** Work required **
Look for "ExportVlobAtom" in the records and copy every line that has it.

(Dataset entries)
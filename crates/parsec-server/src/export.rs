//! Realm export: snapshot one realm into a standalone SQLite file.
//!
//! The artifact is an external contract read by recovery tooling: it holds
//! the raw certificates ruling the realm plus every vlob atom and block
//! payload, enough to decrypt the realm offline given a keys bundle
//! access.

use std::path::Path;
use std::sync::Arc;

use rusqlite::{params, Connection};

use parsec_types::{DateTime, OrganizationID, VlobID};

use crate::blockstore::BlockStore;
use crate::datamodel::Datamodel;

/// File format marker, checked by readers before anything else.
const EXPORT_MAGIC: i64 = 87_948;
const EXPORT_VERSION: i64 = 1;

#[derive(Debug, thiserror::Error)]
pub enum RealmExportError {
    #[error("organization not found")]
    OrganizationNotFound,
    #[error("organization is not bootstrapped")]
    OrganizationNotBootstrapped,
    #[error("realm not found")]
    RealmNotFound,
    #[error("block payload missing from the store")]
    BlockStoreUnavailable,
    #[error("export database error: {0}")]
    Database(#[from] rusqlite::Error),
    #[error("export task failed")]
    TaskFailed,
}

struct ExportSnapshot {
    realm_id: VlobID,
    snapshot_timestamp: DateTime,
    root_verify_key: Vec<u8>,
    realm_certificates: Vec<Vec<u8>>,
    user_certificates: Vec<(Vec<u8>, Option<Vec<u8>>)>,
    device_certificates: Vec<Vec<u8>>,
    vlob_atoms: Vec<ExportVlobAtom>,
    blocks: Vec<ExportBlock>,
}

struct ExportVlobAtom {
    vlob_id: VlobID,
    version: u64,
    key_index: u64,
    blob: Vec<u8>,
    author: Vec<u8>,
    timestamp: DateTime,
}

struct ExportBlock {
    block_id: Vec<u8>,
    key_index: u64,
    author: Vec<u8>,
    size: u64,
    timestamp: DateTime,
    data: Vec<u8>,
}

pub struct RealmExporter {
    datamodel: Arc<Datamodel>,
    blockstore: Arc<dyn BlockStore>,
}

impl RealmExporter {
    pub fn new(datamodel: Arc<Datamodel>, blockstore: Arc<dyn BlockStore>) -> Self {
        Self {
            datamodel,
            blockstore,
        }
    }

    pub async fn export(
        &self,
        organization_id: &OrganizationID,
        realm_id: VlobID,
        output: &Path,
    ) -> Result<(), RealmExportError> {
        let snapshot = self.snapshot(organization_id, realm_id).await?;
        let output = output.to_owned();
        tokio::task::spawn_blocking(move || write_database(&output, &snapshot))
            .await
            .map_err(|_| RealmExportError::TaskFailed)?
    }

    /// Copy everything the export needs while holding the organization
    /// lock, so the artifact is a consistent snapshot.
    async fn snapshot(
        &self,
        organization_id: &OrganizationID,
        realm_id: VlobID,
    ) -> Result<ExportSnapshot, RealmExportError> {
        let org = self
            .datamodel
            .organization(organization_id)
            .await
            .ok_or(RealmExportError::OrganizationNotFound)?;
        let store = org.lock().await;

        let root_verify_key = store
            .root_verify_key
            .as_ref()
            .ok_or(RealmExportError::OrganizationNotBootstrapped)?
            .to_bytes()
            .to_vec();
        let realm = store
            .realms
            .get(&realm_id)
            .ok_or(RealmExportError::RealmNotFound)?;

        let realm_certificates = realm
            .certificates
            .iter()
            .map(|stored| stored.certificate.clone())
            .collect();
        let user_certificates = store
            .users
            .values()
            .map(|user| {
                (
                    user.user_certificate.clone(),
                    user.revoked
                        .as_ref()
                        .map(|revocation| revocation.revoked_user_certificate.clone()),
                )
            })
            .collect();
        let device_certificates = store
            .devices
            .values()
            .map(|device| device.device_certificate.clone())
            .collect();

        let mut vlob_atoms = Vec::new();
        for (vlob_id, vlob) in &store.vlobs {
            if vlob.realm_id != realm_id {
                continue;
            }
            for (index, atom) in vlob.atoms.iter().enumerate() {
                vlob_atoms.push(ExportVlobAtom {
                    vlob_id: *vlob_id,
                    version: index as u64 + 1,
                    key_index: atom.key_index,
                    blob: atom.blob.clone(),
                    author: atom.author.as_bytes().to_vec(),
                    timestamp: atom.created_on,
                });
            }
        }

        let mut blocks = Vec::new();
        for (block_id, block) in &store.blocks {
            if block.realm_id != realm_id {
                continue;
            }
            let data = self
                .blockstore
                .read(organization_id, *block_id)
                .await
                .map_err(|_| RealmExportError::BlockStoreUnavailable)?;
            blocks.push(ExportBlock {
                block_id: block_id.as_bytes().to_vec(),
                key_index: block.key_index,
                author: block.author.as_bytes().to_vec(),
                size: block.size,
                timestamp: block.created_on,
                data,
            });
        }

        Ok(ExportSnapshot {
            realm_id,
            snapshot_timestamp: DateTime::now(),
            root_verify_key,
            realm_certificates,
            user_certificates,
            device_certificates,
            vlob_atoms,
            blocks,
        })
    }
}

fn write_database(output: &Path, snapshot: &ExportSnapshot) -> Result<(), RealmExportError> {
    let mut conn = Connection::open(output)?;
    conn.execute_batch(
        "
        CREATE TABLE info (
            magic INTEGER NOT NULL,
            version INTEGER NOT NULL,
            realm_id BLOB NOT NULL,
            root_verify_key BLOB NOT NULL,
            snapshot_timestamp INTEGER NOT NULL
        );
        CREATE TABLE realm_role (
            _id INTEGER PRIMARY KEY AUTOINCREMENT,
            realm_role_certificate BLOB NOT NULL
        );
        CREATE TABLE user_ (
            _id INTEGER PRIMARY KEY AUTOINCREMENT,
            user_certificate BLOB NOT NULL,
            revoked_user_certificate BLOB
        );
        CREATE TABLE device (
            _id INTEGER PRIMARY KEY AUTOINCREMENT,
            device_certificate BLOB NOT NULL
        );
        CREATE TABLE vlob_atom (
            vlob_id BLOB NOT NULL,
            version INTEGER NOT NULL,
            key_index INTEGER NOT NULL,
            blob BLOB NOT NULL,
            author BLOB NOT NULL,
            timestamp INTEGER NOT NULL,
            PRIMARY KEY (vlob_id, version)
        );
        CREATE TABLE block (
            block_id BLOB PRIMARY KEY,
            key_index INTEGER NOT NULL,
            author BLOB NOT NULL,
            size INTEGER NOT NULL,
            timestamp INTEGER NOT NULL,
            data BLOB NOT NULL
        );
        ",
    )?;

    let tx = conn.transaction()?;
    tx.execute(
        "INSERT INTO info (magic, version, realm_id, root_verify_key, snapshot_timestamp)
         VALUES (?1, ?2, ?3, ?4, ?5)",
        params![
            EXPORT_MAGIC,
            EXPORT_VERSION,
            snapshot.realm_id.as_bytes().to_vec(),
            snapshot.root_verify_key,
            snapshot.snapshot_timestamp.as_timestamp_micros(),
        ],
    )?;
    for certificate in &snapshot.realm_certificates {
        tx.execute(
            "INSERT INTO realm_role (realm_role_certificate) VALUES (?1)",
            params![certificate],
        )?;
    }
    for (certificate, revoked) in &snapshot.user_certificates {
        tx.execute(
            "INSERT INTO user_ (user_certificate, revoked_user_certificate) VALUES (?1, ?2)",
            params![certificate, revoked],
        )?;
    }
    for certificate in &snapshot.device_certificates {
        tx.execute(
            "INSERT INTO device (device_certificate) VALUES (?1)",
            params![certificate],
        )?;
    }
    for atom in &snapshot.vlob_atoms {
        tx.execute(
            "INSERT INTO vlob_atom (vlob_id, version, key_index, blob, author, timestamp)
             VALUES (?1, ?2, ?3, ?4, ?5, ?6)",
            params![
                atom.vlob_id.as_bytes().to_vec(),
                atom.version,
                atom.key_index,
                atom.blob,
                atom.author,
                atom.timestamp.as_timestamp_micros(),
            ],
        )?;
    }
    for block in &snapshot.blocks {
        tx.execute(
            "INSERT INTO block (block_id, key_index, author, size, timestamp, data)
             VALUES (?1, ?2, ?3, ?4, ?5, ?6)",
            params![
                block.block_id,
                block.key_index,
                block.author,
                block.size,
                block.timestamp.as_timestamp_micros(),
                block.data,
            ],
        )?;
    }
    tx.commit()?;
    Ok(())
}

** Exercise response **
    vlob_atoms: Vec<ExportVlobAtom>,
struct ExportVlobAtom {
                vlob_atoms.push(ExportVlobAtom {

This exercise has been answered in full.